## What you will do
Please give back each line of the listing, unchanged in every word.

-------- Supplied data --------

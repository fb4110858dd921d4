//! Error types for remote collection access.

use thiserror::Error;

/// Result type for remote operations.
pub type RemoteResult<T> = Result<T, RemoteError>;

/// Errors that can occur while talking to the remote collection service.
#[derive(Error, Debug)]
pub enum RemoteError {
    /// The service answered with a non-success status.
    #[error("{url} returned HTTP {status}")]
    Status {
        /// Requested URL.
        url: String,
        /// HTTP status code.
        status: u16,
    },

    /// Network or transport error.
    #[error("transport error: {message}")]
    Transport {
        /// Error message.
        message: String,
        /// Whether the request can be retried.
        retryable: bool,
    },

    /// Response body could not be decoded.
    #[error("decode error for {url}: {message}")]
    Decode {
        /// Requested URL.
        url: String,
        /// Decoder message.
        message: String,
    },

    /// The requested resource does not exist.
    #[error("not found: {0}")]
    NotFound(String),
}

impl RemoteError {
    /// Creates a retryable transport error.
    pub fn transport_retryable(message: impl Into<String>) -> Self {
        Self::Transport {
            message: message.into(),
            retryable: true,
        }
    }

    /// Creates a non-retryable transport error.
    pub fn transport_fatal(message: impl Into<String>) -> Self {
        Self::Transport {
            message: message.into(),
            retryable: false,
        }
    }

    /// Returns true if a later attempt could succeed.
    pub fn is_retryable(&self) -> bool {
        match self {
            RemoteError::Transport { retryable, .. } => *retryable,
            RemoteError::Status { status, .. } => *status == 429 || *status >= 500,
            _ => false,
        }
    }
}

impl From<reqwest::Error> for RemoteError {
    fn from(err: reqwest::Error) -> Self {
        let url = err.url().map(|u| u.to_string()).unwrap_or_default();
        if let Some(status) = err.status() {
            RemoteError::Status {
                url,
                status: status.as_u16(),
            }
        } else if err.is_decode() {
            RemoteError::Decode {
                url,
                message: err.to_string(),
            }
        } else if err.is_timeout() || err.is_connect() {
            RemoteError::transport_retryable(err.to_string())
        } else {
            RemoteError::transport_fatal(err.to_string())
        }
    }
}

#[cfg(test)]
mod tests {
    use super::*;

    #[test]
    fn retryable_errors() {
        assert!(RemoteError::transport_retryable("connection reset").is_retryable());
        assert!(!RemoteError::transport_fatal("bad certificate").is_retryable());
        assert!(RemoteError::Status {
            url: "u".into(),
            status: 503
        }
        .is_retryable());
        assert!(!RemoteError::Status {
            url: "u".into(),
            status: 404
        }
        .is_retryable());
        assert!(!RemoteError::NotFound("u".into()).is_retryable());
    }

    #[test]
    fn error_display() {
        let err = RemoteError::Status {
            url: "https://api.example.com/users/x/gists".into(),
            status: 500,
        };
        assert_eq!(
            err.to_string(),
            "https://api.example.com/users/x/gists returned HTTP 500"
        );
    }
}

--------

## Exercise response
repository fb4110858dd921d4
//! Error types for remote collection access.

use thiserror::Error;

/// Result type for remote operations.
pub type RemoteResult<T> = Result<T, RemoteError>;

/// Errors that can occur while talking to the remote collection service.
#[derive(Error, Debug)]
pub enum RemoteError {
    /// The service answered with a non-success status.
    #[error("{url} returned HTTP {status}")]
    Status {
        /// Requested URL.
        url: String,
        /// HTTP status code.
        status: u16,
    },

    /// Network or transport error.
    #[error("transport error: {message}")]
    Transport {
        /// Error message.
        message: String,
        /// Whether the request can be retried.
        retryable: bool,
    },

    /// Response body could not be decoded.
    #[error("decode error for {url}: {message}")]
    Decode {
        /// Requested URL.
        url: String,
        /// Decoder message.
        message: String,
    },

    /// The requested resource does not exist.
    #[error("not found: {0}")]
    NotFound(String),
}

impl RemoteError {
    /// Creates a retryable transport error.
    pub fn transport_retryable(message: impl Into<String>) -> Self {
        Self::Transport {
            message: message.into(),
            retryable: true,
        }
    }

    /// Creates a non-retryable transport error.
    pub fn transport_fatal(message: impl Into<String>) -> Self {
        Self::Transport {
            message: message.into(),
            retryable: false,
        }
    }

    /// Returns true if a later attempt could succeed.
    pub fn is_retryable(&self) -> bool {
        match self {
            RemoteError::Transport { retryable, .. } => *retryable,
            RemoteError::Status { status, .. } => *status == 429 || *status >= 500,
            _ => false,
        }
    }
}

impl From<reqwest::Error> for RemoteError {
    fn from(err: reqwest::Error) -> Self {
        let url = err.url().map(|u| u.to_string()).unwrap_or_default();
        if let Some(status) = err.status() {
            RemoteError::Status {
                url,
                status: status.as_u16(),
            }
        } else if err.is_decode() {
            RemoteError::Decode {
                url,
                message: err.to_string(),
            }
        } else if err.is_timeout() || err.is_connect() {
            RemoteError::transport_retryable(err.to_string())
        } else {
            RemoteError::transport_fatal(err.to_string())
        }
    }
}

#[cfg(test)]
mod tests {
    use super::*;

    #[test]
    fn retryable_errors() {
        assert!(RemoteError::transport_retryable("connection reset").is_retryable());
        assert!(!RemoteError::transport_fatal("bad certificate").is_retryable());
        assert!(RemoteError::Status {
            url: "u".into(),
            status: 503
        }
        .is_retryable());
        assert!(!RemoteError::Status {
            url: "u".into(),
            status: 404
        }
        .is_retryable());
        assert!(!RemoteError::NotFound("u".into()).is_retryable());
    }

    #[test]
    fn error_display() {
        let err = RemoteError::Status {
            url: "https://api.example.com/users/x/gists".into(),
            status: 500,
        };
        assert_eq!(
            err.to_string(),
            "https://api.example.com/users/x/gists returned HTTP 500"
        );
    }
}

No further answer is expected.